Treasurer Chalmers also confirmed that to support this new mandate, the government won’t start any drawdowns from the fund until at least 2032–33, providing it with the certainty it needs to continue to build its portfolio.

“The government remains committed to the fund’s independence and commercial focus,” the Treasurer said.

In a statement of its own, the Future Fund board of guardians welcomed the announcement to both defer drawdowns and the release of a new mandate, saying it “provides the foundation” for the sovereign wealth fund “to be an enduring institution able to invest for the long term”.

“Today’s announcements are an endorsement of the work that the Future Fund has done over 18 years to deliver its demanding Investment Mandate of CPI + 4-5 per cent a year over the long term,” said Greg Combet, chair of the Future Fund board of guardians.

“Delivering that investment target remains the focus for the Future Fund under this new investment mandate. The board of guardians will continue to make investment decisions independent of government with the priority of generating commercial returns.”

Combet said the priority areas are aligned with the Future Fund’s thinking, as set out in its position papers, and consistent with its investment focus on seeking more local currency exposure and protection against sustained higher inflation.

“The announcements by the government mean that the Future Fund will be in place for years to come.
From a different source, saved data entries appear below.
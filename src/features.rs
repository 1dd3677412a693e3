//! Per-user feature aggregation.
//!
//! Collapses each user's scored items into the fixed-order behavioral vector
//!
//! ```text
//! [avg_skill, success_rate, completion_factor, avg_task_time,
//!  consistency, pace, openness] ⧺ interest_vector
//! ```
//!
//! The interest vector is a tf-idf distribution over the batch's category
//! vocabulary: one synthetic document per user (item categories joined), one
//! fit per batch, so interest dimensions are comparable across the batch.

use std::collections::BTreeMap;

use crate::classify::tfidf::TfidfModel;
use crate::model::ScoredUser;

/// Number of scalar features preceding the interest dimensions.
pub const BASE_FEATURES: usize = 7;

/// Feature vectors for one batch, parallel to the input user order.
#[derive(Debug, Clone)]
pub struct FeatureSet {
    /// Distinct categories observed across the batch, in sorted order —
    /// the interest dimensions of every vector.
    pub interest_categories: Vec<String>,
    pub users: Vec<UserFeatures>,
}

/// One user's derived features.
#[derive(Debug, Clone)]
pub struct UserFeatures {
    /// Fixed-order feature vector: the 7 base metrics ⧺ interest weights.
    pub vector: Vec<f64>,
    /// Fraction of the user's items per category. Diagnostic only — reported
    /// on the trace channel, never part of the match output.
    pub category_distribution: BTreeMap<String, f64>,
}

impl FeatureSet {
    /// Length of every feature vector in this batch.
    pub fn width(&self) -> usize {
        BASE_FEATURES + self.interest_categories.len()
    }

    /// Raw (pre-weighting) feature vectors, parallel to the user order.
    pub fn vectors(&self) -> Vec<Vec<f64>> {
        self.users.iter().map(|u| u.vector.clone()).collect()
    }
}

/// Build the batch's feature set from pass-2 scored users.
pub fn build(users: &[ScoredUser]) -> FeatureSet {
    let category_docs: Vec<String> = users
        .iter()
        .map(|u| {
            u.items
                .iter()
                .map(|i| i.category.as_str())
                .collect::<Vec<_>>()
                .join(" ")
        })
        .collect();
    let interest_model = TfidfModel::fit(&category_docs);
    let interest_categories: Vec<String> =
        interest_model.terms().map(str::to_string).collect();
    let batch_category_count = interest_categories.len();

    let features = users
        .iter()
        .zip(&category_docs)
        .map(|(user, doc)| {
            let n = user.items.len();
            let total_time: f64 = user.items.iter().map(|i| i.time_taken).sum();

            let (avg_skill, avg_task_time) = if n == 0 {
                (0.0, 0.0)
            } else {
                (
                    user.items.iter().map(|i| i.skill_score()).sum::<f64>() / n as f64,
                    total_time / n as f64,
                )
            };

            let mut category_distribution = BTreeMap::new();
            for item in &user.items {
                *category_distribution
                    .entry(item.category.clone())
                    .or_insert(0.0) += 1.0 / n as f64;
            }

            let openness = if n == 0 || batch_category_count == 0 {
                0.0
            } else {
                category_distribution.len() as f64 / batch_category_count as f64
            };

            let consistency = user.streak_days as f64 / 7.0;
            let pace = n as f64 / total_time.max(1.0);

            let mut vector = vec![
                avg_skill,
                user.success_rate,
                user.completion_factor,
                avg_task_time,
                consistency,
                pace,
                openness,
            ];
            vector.extend(interest_model.transform(doc));

            UserFeatures {
                vector,
                category_distribution,
            }
        })
        .collect();

    FeatureSet {
        interest_categories,
        users: features,
    }
}

#[cfg(test)]
mod tests {
    use super::*;
    use crate::model::ScoredItem;

    fn scored_user(id: &str, streak: u32, items: &[(&str, f64, f64, bool)]) -> ScoredUser {
        let items: Vec<ScoredItem> = items
            .iter()
            .map(|(cat, time, difficulty, done)| ScoredItem {
                title: format!("{cat} item"),
                time_taken: *time,
                completed: *done,
                category: cat.to_string(),
                difficulty: *difficulty,
            })
            .collect();
        let success_rate = if items.is_empty() {
            0.0
        } else {
            items.iter().filter(|i| i.completed).count() as f64 / items.len() as f64
        };
        ScoredUser {
            id: id.into(),
            items,
            streak_days: streak,
            country: String::new(),
            time_zone: String::new(),
            success_rate,
            completion_factor: 1.0,
        }
    }

    #[test]
    fn vector_has_base_plus_interest_width() {
        let users = vec![
            scored_user("u1", 7, &[("fitness", 30.0, 2.0, true)]),
            scored_user("u2", 0, &[("study", 60.0, 3.0, false)]),
        ];
        let set = build(&users);
        assert_eq!(set.interest_categories, vec!["fitness", "study"]);
        assert_eq!(set.width(), BASE_FEATURES + 2);
        for u in &set.users {
            assert_eq!(u.vector.len(), set.width());
        }
    }

    #[test]
    fn base_metrics_match_hand_computation() {
        let users = vec![scored_user(
            "u1",
            14,
            &[("fitness", 30.0, 2.0, true), ("fitness", 10.0, 4.0, false)],
        )];
        let set = build(&users);
        let v = &set.users[0].vector;
        // avg_skill = mean(2/30, 4/10)
        assert!((v[0] - (2.0 / 30.0 + 4.0 / 10.0) / 2.0).abs() < 1e-12);
        // success_rate
        assert!((v[1] - 0.5).abs() < 1e-12);
        // avg_task_time
        assert!((v[3] - 20.0).abs() < 1e-12);
        // consistency = 14/7
        assert!((v[4] - 2.0).abs() < 1e-12);
        // pace = 2 items / 40 minutes
        assert!((v[5] - 0.05).abs() < 1e-12);
    }

    #[test]
    fn openness_is_share_of_batch_vocabulary() {
        let users = vec![
            scored_user(
                "wide",
                0,
                &[("fitness", 10.0, 1.0, true), ("study", 10.0, 1.0, true)],
            ),
            scored_user("narrow", 0, &[("household", 10.0, 1.0, true)]),
        ];
        let set = build(&users);
        // Batch vocabulary: fitness, household, study.
        assert!((set.users[0].vector[6] - 2.0 / 3.0).abs() < 1e-12);
        assert!((set.users[1].vector[6] - 1.0 / 3.0).abs() < 1e-12);
    }

    #[test]
    fn zero_item_user_gets_zeroed_metrics() {
        let users = vec![
            scored_user("empty", 21, &[]),
            scored_user("busy", 0, &[("fitness", 20.0, 2.0, true)]),
        ];
        let set = build(&users);
        let v = &set.users[0].vector;
        assert_eq!(v[0], 0.0); // avg_skill
        assert_eq!(v[1], 0.0); // success_rate
        assert_eq!(v[3], 0.0); // avg_task_time
        assert_eq!(v[6], 0.0); // openness
        assert!((v[4] - 3.0).abs() < 1e-12); // consistency still applies
        // Interest dimensions exist but are all zero.
        assert!(v[BASE_FEATURES..].iter().all(|&w| w == 0.0));
        assert!(set.users[0].category_distribution.is_empty());
    }

    #[test]
    fn category_distribution_sums_to_one() {
        let users = vec![scored_user(
            "u1",
            0,
            &[
                ("fitness", 10.0, 1.0, true),
                ("fitness", 10.0, 1.0, true),
                ("study", 10.0, 1.0, true),
            ],
        )];
        let set = build(&users);
        let dist = &set.users[0].category_distribution;
        let total: f64 = dist.values().sum();
        assert!((total - 1.0).abs() < 1e-12);
        assert!((dist["fitness"] - 2.0 / 3.0).abs() < 1e-12);
    }

    #[test]
    fn identical_users_get_identical_vectors() {
        let items = &[("fitness", 25.0, 2.5, true), ("study", 45.0, 3.5, false)];
        let users = vec![scored_user("a", 3, items), scored_user("b", 3, items)];
        let set = build(&users);
        assert_eq!(set.users[0].vector, set.users[1].vector);
    }
}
This is a great outcome for all Australians,” Combet said.

“With that certainty we will be able to continue to invest for the long term, make sustainable contributions to the federal budget and continue to grow the value of the fund long into the future.”
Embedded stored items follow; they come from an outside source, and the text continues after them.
//! In-memory history store.
//!
//! Backs memory-only pipelines and serves as the test fake for anything
//! that takes a [`HistoryStore`].

use std::sync::Mutex;

use crate::store::{HistoryStore, HistoryTable, StoreResult};

/// History store that lives and dies with the process.
#[derive(Debug, Default)]
pub struct MemHistoryStore {
    inner: Mutex<HistoryTable>,
}

impl MemHistoryStore {
    pub fn new() -> Self {
        Self::default()
    }

    /// Pre-seed the store with a table, for tests that need stale history.
    pub fn with_table(table: HistoryTable) -> Self {
        Self {
            inner: Mutex::new(table),
        }
    }
}

impl HistoryStore for MemHistoryStore {
    fn load(&self) -> StoreResult<HistoryTable> {
        Ok(self
            .inner
            .lock()
            .unwrap_or_else(|poisoned| poisoned.into_inner())
            .clone())
    }

    fn save(&self, table: &HistoryTable) -> StoreResult<()> {
        *self
            .inner
            .lock()
            .unwrap_or_else(|poisoned| poisoned.into_inner()) = table.clone();
        Ok(())
    }
}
However, the opposition is far from pleased, with shadow treasurer Taylor scheduling an emergency press conference this morning to condemn the government’s intentions.
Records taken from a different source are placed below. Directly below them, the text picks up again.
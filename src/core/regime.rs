use serde::{Deserialize, Serialize};

use crate::config::RegimeSettings;
use crate::core::indicators::{atr, mean_of_last, sma};
use crate::models::{BarSeries, Bias, Regime, VolatilityRegime};

#[derive(Debug, Clone, Serialize, Deserialize)]
pub struct RegimeReading {
    pub regime: Regime,
    pub bias: Bias,
    pub volatility: VolatilityRegime,
    /// MA slope over the lookback, in ATR units
    pub slope: f64,
    /// Current ATR over its longer-run mean
    pub volatility_ratio: f64,
    pub atr: Option<f64>,
}

impl RegimeReading {
    /// Used when there is not enough history to classify.
    pub fn neutral() -> Self {
        Self {
            regime: Regime::Transition,
            bias: Bias::Neutral,
            volatility: VolatilityRegime::Normal,
            slope: 0.0,
            volatility_ratio: 1.0,
            atr: None,
        }
    }
}

pub struct RegimeClassifier {
    settings: RegimeSettings,
}

impl RegimeClassifier {
    pub fn new(settings: &RegimeSettings) -> Self {
        Self {
            settings: settings.clone(),
        }
    }

    pub fn min_bars(&self) -> usize {
        let s = &self.settings;
        s.ma_period
            .saturating_add(s.slope_lookback)
            .max(s.atr_period.saturating_add(s.atr_baseline))
    }

    pub fn classify(&self, bars: &BarSeries) -> RegimeReading {
        let s = &self.settings;
        if bars.len() < self.min_bars() || s.ma_period == 0 || s.atr_period == 0 {
            return RegimeReading::neutral();
        }

        let closes = bars.closes();
        let ma = sma(&closes, s.ma_period);
        let atr_series = atr(bars.as_slice(), s.atr_period);

        let n = closes.len();
        let ma_now = ma[n - 1];
        let ma_then = ma[n - 1 - s.slope_lookback];
        let atr_now = atr_series[n - 1];
        let atr_mean = mean_of_last(&atr_series, s.atr_baseline);

        let (Some(atr_mean), true) = (atr_mean, ma_now.is_finite() && ma_then.is_finite()) else {
            return RegimeReading::neutral();
        };
        if !atr_now.is_finite() || atr_now <= 0.0 || atr_mean <= 0.0 {
            // Flat tape: no usable volatility to normalise by.
            return RegimeReading {
                atr: Some(atr_now.max(0.0)),
                ..RegimeReading::neutral()
            };
        }

        let slope = (ma_now - ma_then) / atr_now;
        let ratio = atr_now / atr_mean;

        let volatility = if ratio < s.vol_low {
            VolatilityRegime::Low
        } else if ratio > s.vol_high {
            VolatilityRegime::High
        } else {
            VolatilityRegime::Normal
        };

        let regime = if slope.abs() > s.trend_slope && ratio >= s.vol_low {
            Regime::Trend
        } else if slope.abs() <= s.range_slope && ratio <= s.vol_high {
            Regime::Range
        } else {
            Regime::Transition
        };

        let close = closes[n - 1];
        let bias = match regime {
            Regime::Trend => {
                if close > ma_now {
                    Bias::Bullish
                } else if close < ma_now {
                    Bias::Bearish
                } else {
                    Bias::Neutral
                }
            }
            Regime::Range => {
                let window = bars.tail(s.ma_period);
                let hi = window.highs_max();
                let lo = window.lows_min();
                let span = hi - lo;
                if span <= 0.0 {
                    Bias::Neutral
                } else {
                    let pos = (close - lo) / span;
                    if pos <= 0.25 {
                        Bias::Bullish
                    } else if pos >= 0.75 {
                        Bias::Bearish
                    } else {
                        Bias::Neutral
                    }
                }
            }
            Regime::Transition => Bias::Neutral,
        };

        RegimeReading {
            regime,
            bias,
            volatility,
            slope,
            volatility_ratio: ratio,
            atr: Some(atr_now),
        }
    }
}

#[cfg(test)]
mod tests {
    use super::*;
    use crate::config::Config;
    use crate::test_helpers::{make_bars, make_bullish_trend};

    fn classifier() -> RegimeClassifier {
        let mut s = Config::default().regime;
        s.ma_period = 20;
        s.slope_lookback = 5;
        s.atr_period = 5;
        s.atr_baseline = 20;
        RegimeClassifier::new(&s)
    }

    #[test]
    fn steady_rise_is_bullish_trend() {
        let bars = make_bullish_trend(60, 100.0);
        let r = classifier().classify(&bars);
        assert_eq!(r.regime, Regime::Trend);
        assert_eq!(r.bias, Bias::Bullish);
        assert!(r.slope > 0.0);
    }

    #[test]
    fn oscillation_is_range_with_extreme_bias() {
        // Zig-zag between 100 and 104, ending at the bottom of the range.
        let mut data = Vec::new();
        for i in 0..60 {
            let up = i % 2 == 0;
            if up {
                data.push((100.0, 104.0, 99.8, 103.8));
            } else {
                data.push((103.8, 104.0, 99.8, 100.0));
            }
        }
        let r = classifier().classify(&make_bars(&data));
        assert_eq!(r.regime, Regime::Range);
        assert_eq!(r.bias, Bias::Bullish);
        assert_eq!(r.volatility, VolatilityRegime::Normal);
    }

    #[test]
    fn short_history_is_neutral() {
        let r = classifier().classify(&make_bullish_trend(10, 100.0));
        assert_eq!(r.regime, Regime::Transition);
        assert_eq!(r.bias, Bias::Neutral);
        assert!(r.atr.is_none());
    }

    #[test]
    fn huge_periods_read_as_short_history() {
        let mut s = Config::default().regime;
        s.ma_period = usize::MAX;
        s.atr_baseline = usize::MAX;
        let c = RegimeClassifier::new(&s);
        assert_eq!(c.min_bars(), usize::MAX);
        let r = c.classify(&make_bullish_trend(60, 100.0));
        assert_eq!(r.bias, Bias::Neutral);
    }

    #[test]
    fn zero_volatility_is_guarded() {
        let data: Vec<(f64, f64, f64, f64)> = (0..60).map(|_| (100.0, 100.0, 100.0, 100.0)).collect();
        let r = classifier().classify(&make_bars(&data));
        assert_eq!(r.regime, Regime::Transition);
        assert!(r.slope.is_finite());
    }
}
“We will oppose this, and if elected to government, we will overturn what they do here,” Taylor said.

“Let’s be clear about this, the Future Fund is Australia’s money. It’s not the Treasurer’s money, it’s not the Prime Minister’s money. It’s not there to invest in their pet projects.”

Joining Taylor, Senator Jane Hume said the Coalition is “very concerned” about this “dramatic shift from a bipartisan position”.

“Now let’s recall reading why the Future Fund was set up in the first place. It was with future taxpayers in mind. It was because unfunded liabilities from the superannuation of public servants were looming large with an ageing population,” Hume said.

RIAA applauds changes

The co-CEO of the Responsible Investment Association Australasia (RIAA), Dean Hegarty, applauded the government’s announcement, saying this will bring the $230-plus billion sovereign wealth fund in line with other leading sovereign wealth funds that have directives to use their investments to support national goals.

In a LinkedIn post, Hegarty said: “While there will be the inevitable comments about using money for politics, few can argue that Australia needs more houses and people need affordable homes to live in.

“Likewise, better access to affordable clean energy is a key strategic need of the country. RIAA research tells us renewable, efficient energy is the number one environmental and social issue Australians care about when investing. It makes sense that taxpayer money being invested on their behalf, delivers projects that matter to them.”

Hegarty also touched on “inevitable” comments about sacrificing returns, saying that the “evidence simply doesn’t back that up”.

“Our recent Benchmark Report demonstrates that high-quality funds that factor in environmental and social issues perform. But if you don’t believe us, look across the ditch at the NZ Super Fund,” said the co-CEO.

“Alongside maximising their returns, they have a mandate to avoid prejudicing New Zealand’s reputation as a responsible member of the world community.

“This guides much of the work they do and their investment strategy and choices. Incidentally, they’ve outperformed the Future Fund over the past 10 years by 2.36 per cent. A quick back of the envelope count means that’s about $60 billion worth of outperformance. The joys of compounding returns.”

According to the government, by 2032–33, the Future Fund is expected to grow to $380 billion.